(Collected data entries)
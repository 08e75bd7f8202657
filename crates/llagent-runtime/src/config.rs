//! Agent configuration.

use std::path::PathBuf;

/// Configuration for one agent loop (root or subagent).
#[derive(Clone, Debug)]
pub struct AgentConfig {
    /// Iteration cap for the loop.
    pub max_iterations: u32,
    /// Default per-tool timeout budget in milliseconds.
    pub tool_timeout_ms: u64,
    /// Working directory for tools and path policy.
    pub working_dir: PathBuf,
    /// Verbose iteration logging.
    pub verbose: bool,
    /// Skip all permission prompts.
    pub yolo: bool,
    /// Whether the `task` tool may spawn subagents.
    pub enable_subagents: bool,
    /// Maximum subagent nesting depth.
    pub max_subagent_depth: u32,
    /// Whether skills are discovered and injected into the prompt.
    pub enable_skills: bool,
    /// Extra skill search paths.
    pub skills_paths: Vec<PathBuf>,
    /// Pre-generated skills prompt section.
    pub skills_prompt_section: String,
    /// Whether AGENTS.md files are discovered and injected.
    pub enable_agents_md: bool,
    /// Pre-generated AGENTS.md prompt section.
    pub agents_md_prompt_section: String,
}

impl Default for AgentConfig {
    fn default() -> Self {
        Self {
            max_iterations: 50,
            tool_timeout_ms: 120_000,
            working_dir: PathBuf::from("."),
            verbose: false,
            yolo: false,
            enable_subagents: true,
            max_subagent_depth: 1,
            enable_skills: true,
            skills_paths: Vec::new(),
            skills_prompt_section: String::new(),
            enable_agents_md: true,
            agents_md_prompt_section: String::new(),
        }
    }
}

#[cfg(test)]
mod tests {
    use super::*;

    #[test]
    fn defaults_match_contract() {
        let config = AgentConfig::default();
        assert_eq!(config.max_iterations, 50);
        assert_eq!(config.tool_timeout_ms, 120_000);
        assert!(!config.yolo);
        assert!(config.enable_subagents);
        assert_eq!(config.max_subagent_depth, 1);
    }
}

Task requirements » If a line in the records above has the word "yolo", copy it out.

Reply »
    pub yolo: bool,
            yolo: false,
        assert!(!config.yolo);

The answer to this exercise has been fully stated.